Les accouchements compliqués, les accidents, les infections… sont autant d’autres cas qui nécessitent les interventions de professionnels de la santé. Mais, sans argent pour payer les soins, de nombreuses familles de malades attendent, remettent les soins à plus tard, parfois trop tard. A contrario, certains s’endettent lourdement pour faire soigner un malade. Par la suite, cela peut mener toute une famille à se priver, jusqu’à souffrir de la faim, pour rembourser les créanciers. “Il était important que l’on puisse trouver un mécanisme pour que ces populations puissent se couvrir par rapport à leurs besoins en santé”, conclut Brice Titipo.
Au Bénin, un nouveau projet démarre dans quatre communes déjà touchées par les mutuelles de santé de Louvain Coopération. Il vise à soutenir les agriculteurs de la région de l’Atacora et à lutter, avec eux, contre la faim. Au coeur de ce projet intégré, une céréale : le fonio…
“Le fonio est une céréale, une toute petite graine, qui tend à disparaître en Afrique de l’Ouest, mais qui reste très consommée”, nous explique Adama Toni, responsable du projet. “Au Nord Bénin, une des communes dont on s’occupe présente des sols différents des autres. C’est un peu montagneux, les sols sont pauvres et les agriculteurs n’arrivent pas à cultiver les céréales habituellement produites au Bénin. Le maraîchage est, lui aussi compliqué. Par contre, il est facile d’y produire le fonio !” Cette céréale présente également l’atout d’être ancrée dans les traditions, où elle joue un grand rôle dans l’alimentation. Récolté tôt dans l’année, le fonio permet aux populations d’écourter la période de soudure qui s’étend entre deux récoltes et qui peut, certaines années, être synonyme de greniers vides et de famine.<:p>
“Améliorer la sécurité alimentaire, c’est aussi aider la population à traverser cette période très difficile”, précise encore Adama.
Le programme va donc mettre l’accent sur la promotion du fonio. L’objectif est d’encourager les cultivateurs à la produire, mais aussi de faciliter les différents processus de production et de transformation de cette céréale. Actuellement, ces derniers sont particulièrement pénibles. Les responsables du projet vont donc rechercher, avec les agriculteurs, des solutions pour améliorer leurs conditions de travail.
Une autre facette de ce projet soutient plus particulièrement les femmes. Louvain Coopération va les aider à développer différentes activités lucratives liées notamment au fonio, à sa vente et à sa transformation.

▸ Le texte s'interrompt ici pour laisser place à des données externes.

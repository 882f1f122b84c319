//! CBOR encoding and decoding.
//!
//! Encoding serializes a [`Value`] through `ciborium`; because map fields
//! are kept sorted by construction, the output is deterministic. Decoding
//! goes through `ciborium`'s dynamic value and is validated: floats, tags,
//! non-text map keys, and duplicate fields are rejected.

use crate::error::{CodecError, CodecResult};
use crate::value::Value;
use ciborium::value::Value as CborValue;

/// Encodes a value to CBOR bytes.
pub fn encode(value: &Value) -> CodecResult<Vec<u8>> {
    let mut buf = Vec::new();
    ciborium::ser::into_writer(value, &mut buf)
        .map_err(|e| CodecError::encoding_failed(e.to_string()))?;
    Ok(buf)
}

/// Decodes a value from CBOR bytes.
pub fn decode(bytes: &[u8]) -> CodecResult<Value> {
    let cbor: CborValue = ciborium::de::from_reader(bytes)
        .map_err(|e| CodecError::decoding_failed(e.to_string()))?;
    from_cbor(cbor)
}

fn from_cbor(cbor: CborValue) -> CodecResult<Value> {
    match cbor {
        CborValue::Null => Ok(Value::Null),
        CborValue::Bool(b) => Ok(Value::Bool(b)),
        CborValue::Integer(n) => {
            let n = i64::try_from(n).map_err(|_| CodecError::IntegerOutOfRange)?;
            Ok(Value::Integer(n))
        }
        CborValue::Bytes(b) => Ok(Value::Bytes(b)),
        CborValue::Text(s) => Ok(Value::Text(s)),
        CborValue::Array(items) => {
            let items = items
                .into_iter()
                .map(from_cbor)
                .collect::<CodecResult<Vec<_>>>()?;
            Ok(Value::Array(items))
        }
        CborValue::Map(entries) => {
            let mut pairs = Vec::with_capacity(entries.len());
            for (key, value) in entries {
                let CborValue::Text(name) = key else {
                    return Err(CodecError::NonTextMapKey);
                };
                pairs.push((name, from_cbor(value)?));
            }
            pairs.sort_by(|a, b| a.0.cmp(&b.0));
            if pairs.windows(2).any(|w| w[0].0 == w[1].0) {
                return Err(CodecError::decoding_failed("duplicate map field"));
            }
            Ok(Value::Map(pairs))
        }
        CborValue::Float(_) => Err(CodecError::FloatUnsupported),
        CborValue::Tag(..) => Err(CodecError::TagUnsupported),
        other => Err(CodecError::decoding_failed(format!(
            "unsupported CBOR item: {other:?}"
        ))),
    }
}

#[cfg(test)]
mod tests {
    use super::*;
    use proptest::prelude::*;

    fn roundtrip(value: &Value) -> Value {
        decode(&encode(value).unwrap()).unwrap()
    }

    #[test]
    fn scalars_roundtrip() {
        for value in [
            Value::Null,
            Value::Bool(true),
            Value::Bool(false),
            Value::Integer(0),
            Value::Integer(-100),
            Value::Integer(i64::MAX),
            Value::Integer(i64::MIN),
            Value::Text("hello world".into()),
            Value::Bytes(vec![0xCA, 0xFE]),
        ] {
            assert_eq!(roundtrip(&value), value);
        }
    }

    #[test]
    fn documents_roundtrip() {
        let value = Value::map([
            (
                "users",
                [
                    Value::map([("name", Value::from("Ada")), ("age", Value::from(36))]),
                    Value::map([("name", Value::from("Bob")), ("age", Value::from(25))]),
                ]
                .into_iter()
                .collect(),
            ),
            ("count", Value::from(2)),
        ]);
        assert_eq!(roundtrip(&value), value);
    }

    #[test]
    fn equal_documents_encode_identically() {
        // Same logical map built in two different field orders.
        let a = Value::map([("id", Value::from(1)), ("name", Value::from("Ada"))]);
        let b = Value::map([("name", Value::from("Ada")), ("id", Value::from(1))]);
        assert_eq!(encode(&a).unwrap(), encode(&b).unwrap());
    }

    #[test]
    fn floats_are_rejected() {
        let mut buf = Vec::new();
        ciborium::ser::into_writer(&3.25f64, &mut buf).unwrap();
        assert_eq!(decode(&buf), Err(CodecError::FloatUnsupported));
    }

    #[test]
    fn non_text_map_keys_are_rejected() {
        let cbor = CborValue::Map(vec![(CborValue::Integer(1.into()), CborValue::Null)]);
        let mut buf = Vec::new();
        ciborium::ser::into_writer(&cbor, &mut buf).unwrap();
        assert_eq!(decode(&buf), Err(CodecError::NonTextMapKey));
    }

    #[test]
    fn duplicate_map_fields_are_rejected() {
        let cbor = CborValue::Map(vec![
            (CborValue::Text("a".into()), CborValue::Integer(1.into())),
            (CborValue::Text("a".into()), CborValue::Integer(2.into())),
        ]);
        let mut buf = Vec::new();
        ciborium::ser::into_writer(&cbor, &mut buf).unwrap();
        assert!(decode(&buf).is_err());
    }

    #[test]
    fn truncated_input_is_rejected() {
        let bytes = encode(&Value::Text("hello".into())).unwrap();
        assert!(decode(&bytes[..bytes.len() - 1]).is_err());
    }

    fn arb_value() -> impl Strategy<Value = Value> {
        let leaf = prop_oneof![
            Just(Value::Null),
            any::<bool>().prop_map(Value::Bool),
            any::<i64>().prop_map(Value::Integer),
            prop::collection::vec(any::<u8>(), 0..16).prop_map(Value::Bytes),
            "[a-z]{0,8}".prop_map(Value::Text),
        ];
        leaf.prop_recursive(3, 24, 4, |inner| {
            prop_oneof![
                prop::collection::vec(inner.clone(), 0..4).prop_map(Value::Array),
                prop::collection::vec(("[a-z]{1,4}", inner), 0..4)
                    .prop_map(|fields| Value::map(fields)),
            ]
        })
    }

    proptest! {
        #[test]
        fn any_value_roundtrips(value in arb_value()) {
            prop_assert_eq!(roundtrip(&value), value);
        }

        #[test]
        fn encoding_is_deterministic(value in arb_value()) {
            prop_assert_eq!(encode(&value).unwrap(), encode(&value).unwrap());
        }
    }
}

Un aspect important de la mise sur pied de mutuelles de santé au Sud est la prise en compte des moyens des futurs adhérents. Pour que ce système soit efficace, il faut que chaque membre des communautés visées ait des moyens financiers suffisants pour payer la cotisation. Afin d’atteindre cet objectif, Louvain Coopération laisse une très grande place aux mutualistes dans les décisions relatives à la mutuelle de santé. L’Assemblée Générale, formée uniquement d’adhérents, fixe le prix de la cotisation annuelle. De celui-ci dépendra l’offre de soins remboursés.

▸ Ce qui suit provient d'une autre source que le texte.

//! Storage backend trait definition.

use crate::error::StorageResult;

/// A low-level storage backend for KevaDB.
///
/// Backends are append-only byte stores with random reads. They carry no
/// knowledge of WAL envelopes, log records, or values; `keva_core` owns all
/// format interpretation.
///
/// All methods take `&self`: implementations use interior mutability so a
/// backend can be shared behind an `Arc` without an extra lock at the call
/// site.
///
/// # Invariants
///
/// - `append` returns the offset the data was written at, which equals the
///   size before the call
/// - `read_at` returns exactly the bytes previously appended at that offset
/// - after `sync` returns, all appended data survives process termination
pub trait StorageBackend: Send + Sync {
    /// Reads `len` bytes starting at `offset`.
    ///
    /// # Errors
    ///
    /// Fails with [`crate::StorageError::OutOfBounds`] if the read would
    /// extend past the current size, or with an I/O error.
    fn read_at(&self, offset: u64, len: usize) -> StorageResult<Vec<u8>>;

    /// Appends data at the end of the store and returns its offset.
    fn append(&self, data: &[u8]) -> StorageResult<u64>;

    /// Flushes buffered writes to the operating system.
    fn flush(&self) -> StorageResult<()>;

    /// Syncs data and metadata to durable storage.
    ///
    /// A stronger barrier than `flush`: after it returns, appended data
    /// survives power loss.
    fn sync(&self) -> StorageResult<()>;

    /// Returns the current size in bytes (the offset of the next append).
    fn size(&self) -> StorageResult<u64>;

    /// Truncates the store to `new_size` bytes, discarding the tail.
    ///
    /// # Errors
    ///
    /// Fails with [`crate::StorageError::InvalidTruncate`] if `new_size`
    /// exceeds the current size.
    fn truncate(&self, new_size: u64) -> StorageResult<()>;
}
//! File-based storage backend.

use crate::backend::StorageBackend;
use crate::error::{StorageError, StorageResult};
use parking_lot::Mutex;
use std::fs::{File, OpenOptions};
use std::io::{Read, Seek, SeekFrom, Write};
use std::path::{Path, PathBuf};

/// Persistent storage over a single file.
///
/// Data survives process restarts. `flush()` pushes buffered data to the OS;
/// `sync()` calls `File::sync_all()` so data survives power loss.
///
/// The file handle and the cached size are guarded together by one mutex, so
/// reads never observe a size that is ahead of the data actually written.
#[derive(Debug)]
pub struct FileBackend {
    path: PathBuf,
    inner: Mutex<Inner>,
}

#[derive(Debug)]
struct Inner {
    file: File,
    size: u64,
}

impl FileBackend {
    /// Opens or creates a file backend at the given path.
    ///
    /// An existing file is opened for reading and appending; a missing file
    /// is created empty.
    pub fn open(path: &Path) -> StorageResult<Self> {
        let file = OpenOptions::new()
            .read(true)
            .write(true)
            .create(true)
            .truncate(false)
            .open(path)?;
        let size = file.metadata()?.len();

        Ok(Self {
            path: path.to_path_buf(),
            inner: Mutex::new(Inner { file, size }),
        })
    }

    /// Opens a file backend, creating missing parent directories first.
    pub fn open_with_create_dirs(path: &Path) -> StorageResult<Self> {
        if let Some(parent) = path.parent() {
            std::fs::create_dir_all(parent)?;
        }
        Self::open(path)
    }

    /// Returns the path of the underlying file.
    #[must_use]
    pub fn path(&self) -> &Path {
        &self.path
    }
}

impl StorageBackend for FileBackend {
    fn read_at(&self, offset: u64, len: usize) -> StorageResult<Vec<u8>> {
        let mut inner = self.inner.lock();

        let end = offset.saturating_add(len as u64);
        if end > inner.size {
            return Err(StorageError::OutOfBounds {
                offset,
                len,
                size: inner.size,
            });
        }
        if len == 0 {
            return Ok(Vec::new());
        }

        inner.file.seek(SeekFrom::Start(offset))?;
        let mut buffer = vec![0u8; len];
        inner.file.read_exact(&mut buffer)?;
        Ok(buffer)
    }

    fn append(&self, data: &[u8]) -> StorageResult<u64> {
        let mut inner = self.inner.lock();
        let offset = inner.size;

        if !data.is_empty() {
            inner.file.seek(SeekFrom::End(0))?;
            inner.file.write_all(data)?;
            inner.size += data.len() as u64;
        }

        Ok(offset)
    }

    fn flush(&self) -> StorageResult<()> {
        self.inner.lock().file.flush()?;
        Ok(())
    }

    fn sync(&self) -> StorageResult<()> {
        self.inner.lock().file.sync_all()?;
        Ok(())
    }

    fn size(&self) -> StorageResult<u64> {
        Ok(self.inner.lock().size)
    }

    fn truncate(&self, new_size: u64) -> StorageResult<()> {
        let mut inner = self.inner.lock();

        if new_size > inner.size {
            return Err(StorageError::InvalidTruncate {
                requested: new_size,
                size: inner.size,
            });
        }

        inner.file.set_len(new_size)?;
        inner.file.sync_all()?;
        inner.size = new_size;
        Ok(())
    }
}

Une autre règle importante dans ce système est de viser les familles entières. Il n’est pas possible de ne faire adhérer que certains membres de la famille. Ce principe permet d’éviter que seule une personne malade ne devienne mutualiste. Il offre aussi, à tous les membres d’une famille, la possibilité de bénéficier du système mutualiste en cas de problème. Pour les familles nombreuses, la cotisation est adaptée et légèrement diminuée.